(Collected data entries)
■ ■ ■ ■ ■ ■ ■
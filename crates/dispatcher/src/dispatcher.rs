//! Dispatcher - main loop for fan-out to sinks

use tokio::sync::mpsc;
use tokio::task::JoinHandle;
use tracing::{debug, info, instrument};

use contracts::{OccupancyUpdate, SinkConfig, SinkType};

use crate::error::DispatcherError;
use crate::handle::SinkHandle;
use crate::metrics::MetricsSnapshot;
use crate::sinks::{FileSink, LogSink};

/// Dispatcher configuration
#[derive(Debug, Clone)]
pub struct DispatcherConfig {
    /// Sink configurations
    pub sinks: Vec<SinkConfig>,
}

/// Builder for creating a Dispatcher
pub struct DispatcherBuilder {
    config: DispatcherConfig,
    input_rx: mpsc::Receiver<OccupancyUpdate>,
}

impl DispatcherBuilder {
    /// Create a new DispatcherBuilder
    pub fn new(config: DispatcherConfig, input_rx: mpsc::Receiver<OccupancyUpdate>) -> Self {
        Self { config, input_rx }
    }

    /// Build and start the dispatcher
    #[instrument(name = "dispatcher_builder_build", skip(self))]
    pub fn build(self) -> Result<Dispatcher, DispatcherError> {
        let handles = Self::initialize_handles(&self.config)?;

        Ok(Dispatcher {
            handles,
            input_rx: self.input_rx,
        })
    }

    #[instrument(
        name = "dispatcher_initialize_handles",
        skip(config),
        fields(sink_count = config.sinks.len())
    )]
    fn initialize_handles(config: &DispatcherConfig) -> Result<Vec<SinkHandle>, DispatcherError> {
        let mut handles = Vec::with_capacity(config.sinks.len());
        for sink_config in &config.sinks {
            handles.push(create_sink_handle(sink_config)?);
        }
        Ok(handles)
    }
}

/// Create a SinkHandle from configuration
#[instrument(
    name = "dispatcher_create_sink_handle",
    skip(config),
    fields(sink = %config.name, sink_type = ?config.sink_type)
)]
fn create_sink_handle(config: &SinkConfig) -> Result<SinkHandle, DispatcherError> {
    match config.sink_type {
        SinkType::Log => {
            let sink = LogSink::new(&config.name);
            Ok(SinkHandle::spawn(sink, config.queue_capacity))
        }
        SinkType::File => {
            let sink = FileSink::from_params(&config.name, &config.params)
                .map_err(|e| DispatcherError::sink_creation(&config.name, e.to_string()))?;
            Ok(SinkHandle::spawn(sink, config.queue_capacity))
        }
    }
}

/// The main Dispatcher that fans out updates to sinks
pub struct Dispatcher {
    handles: Vec<SinkHandle>,
    input_rx: mpsc::Receiver<OccupancyUpdate>,
}

impl Dispatcher {
    /// Create a dispatcher with custom sink handles (for testing)
    pub fn with_handles(
        handles: Vec<SinkHandle>,
        input_rx: mpsc::Receiver<OccupancyUpdate>,
    ) -> Self {
        Self { handles, input_rx }
    }

    /// Get metrics for all sinks
    pub fn metrics(&self) -> Vec<(String, MetricsSnapshot)> {
        self.handles
            .iter()
            .map(|h| (h.name().to_string(), h.metrics().snapshot()))
            .collect()
    }

    /// Run the dispatcher main loop
    ///
    /// Consumes updates from input and fans out to all sinks.
    /// Returns when input channel is closed.
    #[instrument(name = "dispatcher_run", skip(self))]
    pub async fn run(mut self) {
        info!(sinks = self.handles.len(), "Dispatcher started");

        let mut update_count: u64 = 0;

        while let Some(update) = self.input_rx.recv().await {
            update_count += 1;
            self.dispatch_update(&update);

            debug!(
                seq = update.seq,
                occupancy = update.count,
                "Update dispatched"
            );
        }

        info!(
            updates = update_count,
            "Dispatcher input closed, shutting down"
        );

        Self::shutdown_handles(self.handles).await;

        info!("Dispatcher shutdown complete");
    }

    /// Spawn the dispatcher as a background task
    pub fn spawn(self) -> JoinHandle<()> {
        tokio::spawn(async move {
            self.run().await;
        })
    }

    fn dispatch_update(&self, update: &OccupancyUpdate) {
        for handle in &self.handles {
            handle.try_send(update.clone());
        }
    }

    async fn shutdown_handles(handles: Vec<SinkHandle>) {
        for handle in handles {
            handle.shutdown().await;
        }
    }
}

/// Convenience function to create a dispatcher from sink configs
#[instrument(name = "dispatcher_create", skip(sink_configs, input_rx))]
pub fn create_dispatcher(
    sink_configs: Vec<SinkConfig>,
    input_rx: mpsc::Receiver<OccupancyUpdate>,
) -> Result<Dispatcher, DispatcherError> {
    let config = DispatcherConfig {
        sinks: sink_configs,
    };
    DispatcherBuilder::new(config, input_rx).build()
}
■ ■ ■ ■ ■ ■ ■
What you will do
Reproduce the data. Match each line exactly.

Answer space
filename crates/dispatcher/src/dispatcher.rs
//! Dispatcher - main loop for fan-out to sinks

use tokio::sync::mpsc;
use tokio::task::JoinHandle;
use tracing::{debug, info, instrument};

use contracts::{OccupancyUpdate, SinkConfig, SinkType};

use crate::error::DispatcherError;
use crate::handle::SinkHandle;
use crate::metrics::MetricsSnapshot;
use crate::sinks::{FileSink, LogSink};

/// Dispatcher configuration
#[derive(Debug, Clone)]
pub struct DispatcherConfig {
    /// Sink configurations
    pub sinks: Vec<SinkConfig>,
}

/// Builder for creating a Dispatcher
pub struct DispatcherBuilder {
    config: DispatcherConfig,
    input_rx: mpsc::Receiver<OccupancyUpdate>,
}

impl DispatcherBuilder {
    /// Create a new DispatcherBuilder
    pub fn new(config: DispatcherConfig, input_rx: mpsc::Receiver<OccupancyUpdate>) -> Self {
        Self { config, input_rx }
    }

    /// Build and start the dispatcher
    #[instrument(name = "dispatcher_builder_build", skip(self))]
    pub fn build(self) -> Result<Dispatcher, DispatcherError> {
        let handles = Self::initialize_handles(&self.config)?;

        Ok(Dispatcher {
            handles,
            input_rx: self.input_rx,
        })
    }

    #[instrument(
        name = "dispatcher_initialize_handles",
        skip(config),
        fields(sink_count = config.sinks.len())
    )]
    fn initialize_handles(config: &DispatcherConfig) -> Result<Vec<SinkHandle>, DispatcherError> {
        let mut handles = Vec::with_capacity(config.sinks.len());
        for sink_config in &config.sinks {
            handles.push(create_sink_handle(sink_config)?);
        }
        Ok(handles)
    }
}

/// Create a SinkHandle from configuration
#[instrument(
    name = "dispatcher_create_sink_handle",
    skip(config),
    fields(sink = %config.name, sink_type = ?config.sink_type)
)]
fn create_sink_handle(config: &SinkConfig) -> Result<SinkHandle, DispatcherError> {
    match config.sink_type {
        SinkType::Log => {
            let sink = LogSink::new(&config.name);
            Ok(SinkHandle::spawn(sink, config.queue_capacity))
        }
        SinkType::File => {
            let sink = FileSink::from_params(&config.name, &config.params)
                .map_err(|e| DispatcherError::sink_creation(&config.name, e.to_string()))?;
            Ok(SinkHandle::spawn(sink, config.queue_capacity))
        }
    }
}

/// The main Dispatcher that fans out updates to sinks
pub struct Dispatcher {
    handles: Vec<SinkHandle>,
    input_rx: mpsc::Receiver<OccupancyUpdate>,
}

impl Dispatcher {
    /// Create a dispatcher with custom sink handles (for testing)
    pub fn with_handles(
        handles: Vec<SinkHandle>,
        input_rx: mpsc::Receiver<OccupancyUpdate>,
    ) -> Self {
        Self { handles, input_rx }
    }

    /// Get metrics for all sinks
    pub fn metrics(&self) -> Vec<(String, MetricsSnapshot)> {
        self.handles
            .iter()
            .map(|h| (h.name().to_string(), h.metrics().snapshot()))
            .collect()
    }

    /// Run the dispatcher main loop
    ///
    /// Consumes updates from input and fans out to all sinks.
    /// Returns when input channel is closed.
    #[instrument(name = "dispatcher_run", skip(self))]
    pub async fn run(mut self) {
        info!(sinks = self.handles.len(), "Dispatcher started");

        let mut update_count: u64 = 0;

        while let Some(update) = self.input_rx.recv().await {
            update_count += 1;
            self.dispatch_update(&update);

            debug!(
                seq = update.seq,
                occupancy = update.count,
                "Update dispatched"
            );
        }

        info!(
            updates = update_count,
            "Dispatcher input closed, shutting down"
        );

        Self::shutdown_handles(self.handles).await;

        info!("Dispatcher shutdown complete");
    }

    /// Spawn the dispatcher as a background task
    pub fn spawn(self) -> JoinHandle<()> {
        tokio::spawn(async move {
            self.run().await;
        })
    }

    fn dispatch_update(&self, update: &OccupancyUpdate) {
        for handle in &self.handles {
            handle.try_send(update.clone());
        }
    }

    async fn shutdown_handles(handles: Vec<SinkHandle>) {
        for handle in handles {
            handle.shutdown().await;
        }
    }
}

/// Convenience function to create a dispatcher from sink configs
#[instrument(name = "dispatcher_create", skip(sink_configs, input_rx))]
pub fn create_dispatcher(
    sink_configs: Vec<SinkConfig>,
    input_rx: mpsc::Receiver<OccupancyUpdate>,
) -> Result<Dispatcher, DispatcherError> {
    let config = DispatcherConfig {
        sinks: sink_configs,
    };
    DispatcherBuilder::new(config, input_rx).build()
}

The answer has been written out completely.